Les ONG impliquées dans le développement de marchés locaux sont également des partenaires précieux. Elles peuvent aussi aider à trouver les renseignements préliminaires sur les marchés domestiques et étrangers.
Sites internet
- www.africa-organic.net Le Répertoire de ressources sur l’agriculture biologique comprend :
Des ressources liées au marché (p. ex. adresses d’acteurs du marché, informations concernant le marché) ;
Des réglementations et statistiques nationales (p. ex. statistiques sur les cultures et les marchés, standards et réglementations, exigences phytosanitaires) ;
Une liste de liens avec des sources clés d’informations (p. ex. marchés et certification).
- Centre de promotion des importations (CBI) www.cbi.eu
- Greentrade www.greentrade.net
- Fédération internationale des mouvements d’agriculture biologique (IFOAM) www.ifoam.org
- ITC Centre du commerce international : Marché des produits biologiques www.intracen.org/organics
- Liens liés au biologique www.organic-market.info
- Organic Monitor www.organicmonitor.com
Dans tous les cas, on peut recueillir des renseignements très utiles au niveau local en communiquant avec les autres acteurs impliqués dans la production et le marketing bio.
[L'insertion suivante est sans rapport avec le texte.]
//! # Integration Tests
//!
//! 集成测试与端到端测试。
//!
//! 负责：
//! - 合约快照测试
//! - 端到端场景（配置 → 收集 → 分发 → 释放/超时）
//! - 时间相关行为使用 tokio 暂停时钟，保证确定性

#[cfg(test)]
mod contract_tests {
    use contracts::{BatchError, TimedBatchConfig};

    #[test]
    fn test_default_config_matches_reference_scenario() {
        let config = TimedBatchConfig::default();
        assert_eq!(config.batch_size, 10);
        assert_eq!(config.batch_timeout_ms, 2000);
        assert_eq!(config.thread_timeout_ms, 22000);
        assert_eq!(
            TimedBatchConfig::recommended_thread_timeout(10, 2000),
            config.thread_timeout_ms
        );
    }

    #[test]
    fn test_timeout_error_message() {
        let err = BatchError::Timeout { waited_ms: 22000 };
        assert!(err
            .to_string()
            .contains("timed out waiting for batch completion"));
    }
}

#[cfg(test)]
mod e2e_tests {
    use std::sync::{Arc, Mutex};
    use std::time::Duration;

    use config_loader::{ConfigFormat, ConfigLoader};
    use timed_batch::{
        handler_fn, BatchError, BatchHandler, HandlerError, TimedBatchBuilder, TimedBatchConfig,
    };
    use tokio::task::JoinSet;
    use tokio::time::{sleep, Instant};

    /// One handler invocation as seen by the downstream store
    #[derive(Debug, Clone)]
    struct HandledBatch {
        at: Duration,
        items: Vec<u32>,
    }

    /// Store double that records every batch with the time it was handled
    #[derive(Clone)]
    struct TimedStore {
        origin: Instant,
        latency: Duration,
        poison: Option<u32>,
        handled: Arc<Mutex<Vec<HandledBatch>>>,
    }

    impl TimedStore {
        fn new(latency: Duration) -> Self {
            Self {
                origin: Instant::now(),
                latency,
                poison: None,
                handled: Arc::new(Mutex::new(Vec::new())),
            }
        }

        fn failing_on(mut self, item: u32) -> Self {
            self.poison = Some(item);
            self
        }

        fn handled(&self) -> Vec<HandledBatch> {
            self.handled.lock().unwrap().clone()
        }
    }

    impl BatchHandler<u32> for TimedStore {
        async fn handle(&self, items: Vec<u32>) -> Result<(), HandlerError> {
            sleep(self.latency).await;
            let poisoned = self.poison.is_some_and(|p| items.contains(&p));
            self.handled.lock().unwrap().push(HandledBatch {
                at: self.origin.elapsed(),
                items,
            });
            if poisoned {
                Err(HandlerError::failed("poisoned batch"))
            } else {
                Ok(())
            }
        }
    }

    /// 95 items back-to-back with batch_size=10, batch_timeout=2s, thread_timeout=22s
    ///
    /// 验证：
    /// 1. 前 9 批因数量触发，1 秒内处理完成
    /// 2. 第 10 批 (5 条) 在最后一次入队约 2 秒后由不活跃定时器触发
    /// 3. 95 个调用方全部成功，无超时
    #[tokio::test(start_paused = true)]
    async fn test_ninety_five_items_reference_scenario() {
        let store = TimedStore::new(Duration::from_millis(1));
        let block = TimedBatchBuilder::new(TimedBatchConfig::new(10, 2000, 22000).unwrap())
            .unwrap()
            .set_handler(store.clone());

        let handles: Vec<_> = (0..95).map(|i| block.submit(i).unwrap()).collect();
        let last_enqueue = store.origin.elapsed();

        let mut waiters = JoinSet::new();
        for handle in handles {
            waiters.spawn(handle.wait());
        }
        let mut successes = 0;
        while let Some(outcome) = waiters.join_next().await {
            assert_eq!(outcome.unwrap(), Ok(()));
            successes += 1;
        }
        assert_eq!(successes, 95);

        let handled = store.handled();
        assert_eq!(handled.len(), 10);
        for batch in &handled[..9] {
            assert_eq!(batch.items.len(), 10);
            assert!(batch.at < Duration::from_secs(1), "size batch at {:?}", batch.at);
        }

        let last = &handled[9];
        assert_eq!(last.items, (90..95).collect::<Vec<u32>>());
        let after_last_enqueue = last.at - last_enqueue;
        assert!(after_last_enqueue >= Duration::from_millis(2000));
        assert!(after_last_enqueue < Duration::from_millis(2100));

        let all: Vec<u32> = handled.iter().flat_map(|b| b.items.clone()).collect();
        assert_eq!(all, (0..95).collect::<Vec<u32>>());

        let snapshot = block.shutdown().await;
        assert_eq!(snapshot.batches_handled, 10);
        assert_eq!(snapshot.batches_failed, 0);
        assert_eq!(snapshot.items_released, 95);
        assert_eq!(snapshot.items_released_late, 0);
    }

    /// A failing batch times out its own items only; neighbours are released
    #[tokio::test(start_paused = true)]
    async fn test_handler_failure_is_isolated_to_its_batch() {
        let store = TimedStore::new(Duration::from_millis(1)).failing_on(12);
        let block = TimedBatchBuilder::new(TimedBatchConfig::new(5, 100, 3000).unwrap())
            .unwrap()
            .set_handler(store.clone());

        let start = Instant::now();
        let handles: Vec<_> = (0..15).map(|i| block.submit(i).unwrap()).collect();

        let mut outcomes = Vec::new();
        for handle in handles {
            outcomes.push(handle.wait().await);
        }

        for (i, outcome) in outcomes.iter().enumerate() {
            if (10..15).contains(&i) {
                assert_eq!(*outcome, Err(BatchError::Timeout { waited_ms: 3000 }));
            } else {
                assert_eq!(*outcome, Ok(()), "item {i}");
            }
        }
        // Failed items only fail once their own deadline elapses
        assert!(start.elapsed() >= Duration::from_millis(3000));

        let snapshot = block.shutdown().await;
        assert_eq!(snapshot.batches_handled, 2);
        assert_eq!(snapshot.batches_failed, 1);
        assert_eq!(snapshot.items_failed, 5);
    }

    /// Each item's deadline is measured from its own enqueue
    #[tokio::test(start_paused = true)]
    async fn test_timeouts_measured_from_each_enqueue() {
        let store = TimedStore::new(Duration::from_millis(1)).failing_on(0);
        let block = TimedBatchBuilder::new(TimedBatchConfig::new(3, 100, 1000).unwrap())
            .unwrap()
            .set_handler(store);

        let origin = Instant::now();
        let mut waiters = JoinSet::new();
        for i in 0..3u32 {
            let enqueuer = block.enqueuer();
            waiters.spawn(async move {
                let result = enqueuer.enqueue(i).await;
                (i, result, origin.elapsed())
            });
            sleep(Duration::from_millis(50)).await;
        }

        let mut finished = Vec::new();
        while let Some(joined) = waiters.join_next().await {
            let (i, result, at) = joined.unwrap();
            assert!(result.unwrap_err().is_timeout());
            finished.push((i, at));
        }
        finished.sort_by_key(|(i, _)| *i);

        for (i, at) in finished {
            let expected = Duration::from_millis(1000 + 50 * u64::from(i));
            assert!(at >= expected && at < expected + Duration::from_millis(10), "item {i} at {at:?}");
        }
    }

    /// Many producers: every item handled exactly once, no batch over the cap
    #[tokio::test(start_paused = true)]
    async fn test_concurrent_producers_lose_and_duplicate_nothing() {
        let store = TimedStore::new(Duration::from_millis(2));
        let block = TimedBatchBuilder::new(TimedBatchConfig::new(7, 50, 5000).unwrap())
            .unwrap()
            .set_handler(store.clone());

        let mut producers = JoinSet::new();
        for producer in 0..8u32 {
            let enqueuer = block.enqueuer();
            producers.spawn(async move {
                let mut waits = JoinSet::new();
                for n in 0..40u32 {
                    let handle = enqueuer.submit(producer * 1000 + n).unwrap();
                    waits.spawn(handle.wait());
                    if n % 5 == 0 {
                        sleep(Duration::from_millis(u64::from(producer) * 3 + 1)).await;
                    }
                }
                let mut ok = 0;
                while let Some(outcome) = waits.join_next().await {
                    if outcome.unwrap().is_ok() {
                        ok += 1;
                    }
                }
                ok
            });
        }

        let mut released = 0;
        while let Some(count) = producers.join_next().await {
            released += count.unwrap();
        }
        assert_eq!(released, 320);

        let handled = store.handled();
        assert!(handled.iter().all(|b| !b.items.is_empty() && b.items.len() <= 7));

        let mut all: Vec<u32> = handled.iter().flat_map(|b| b.items.clone()).collect();
        all.sort_unstable();
        let mut expected: Vec<u32> = (0..8u32)
            .flat_map(|p| (0..40u32).map(move |n| p * 1000 + n))
            .collect();
        expected.sort_unstable();
        assert_eq!(all, expected);

        let snapshot = block.shutdown().await;
        assert_eq!(snapshot.items_enqueued, 320);
        assert_eq!(snapshot.items_released, 320);
    }

    /// Items from one producer keep their relative order across batches
    #[tokio::test(start_paused = true)]
    async fn test_enqueue_order_preserved() {
        let seen = Arc::new(Mutex::new(Vec::new()));
        let sink = Arc::clone(&seen);
        let handler = handler_fn(move |items: Vec<u32>| {
            let sink = Arc::clone(&sink);
            async move {
                sink.lock().unwrap().extend(items);
                Ok(())
            }
        });
        let block = TimedBatchBuilder::new(TimedBatchConfig::new(4, 20, 1000).unwrap())
            .unwrap()
            .set_handler(handler);

        let mut handles = Vec::new();
        for i in 0..30u32 {
            handles.push(block.submit(i).unwrap());
            if i % 7 == 0 {
                sleep(Duration::from_millis(25)).await;
            }
        }
        for handle in handles {
            assert!(handle.wait().await.is_ok());
        }

        assert_eq!(*seen.lock().unwrap(), (0..30).collect::<Vec<u32>>());
        block.shutdown().await;
    }

    /// Config file → builder → block
    #[tokio::test(start_paused = true)]
    async fn test_block_from_config_file() {
        let file = ConfigLoader::load_from_str(
            r#"
[batch]
batch_size = 2
batch_timeout_ms = 100
thread_timeout_ms = 300
max_in_flight_batches = 2
"#,
            ConfigFormat::Toml,
        )
        .unwrap();

        let store = TimedStore::new(Duration::from_millis(1));
        let block = TimedBatchBuilder::new(file.batch)
            .unwrap()
            .set_handler(store.clone());

        assert!(block.enqueue(1).await.is_ok());
        let snapshot = block.shutdown().await;
        assert_eq!(snapshot.batches_handled, 1);
        assert_eq!(store.handled()[0].items, vec![1]);
    }

    #[tokio::test(start_paused = true)]
    async fn test_invalid_config_produces_no_block() {
        let parsed = ConfigLoader::load_from_str(
            "[batch]\nbatch_size = 10\nbatch_timeout_ms = 2000\nthread_timeout_ms = 1000\n",
            ConfigFormat::Toml,
        );
        assert!(parsed.is_err());

        let config = TimedBatchConfig {
            batch_size: 0,
            ..TimedBatchConfig::default()
        };
        assert!(TimedBatchBuilder::<u32>::new(config).is_err());
    }

    #[test]
    fn test_aggregator_summary_for_reference_scenario() {
        let mut aggregator = observability::BatchMetricsAggregator::new(10);
        for _ in 0..9 {
            aggregator.update(10, true, 1.0);
        }
        aggregator.update(5, true, 1.0);
        let summary = aggregator.summary();
        assert_eq!(summary.total_items, 95);
        assert_eq!(summary.partial_batches, 1);
    }
}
Les producteurs, négociants, prestataires de services locaux (ONG et chercheurs) et détaillants disposent assurément d’informations extrêmement importantes, au-delà des statistiques. Leurs contacts ne servent pas qu’à fournir des renseignements pertinents, ils peuvent également ouvrir des portes et permettre ainsi la création de vraies relations commerciales.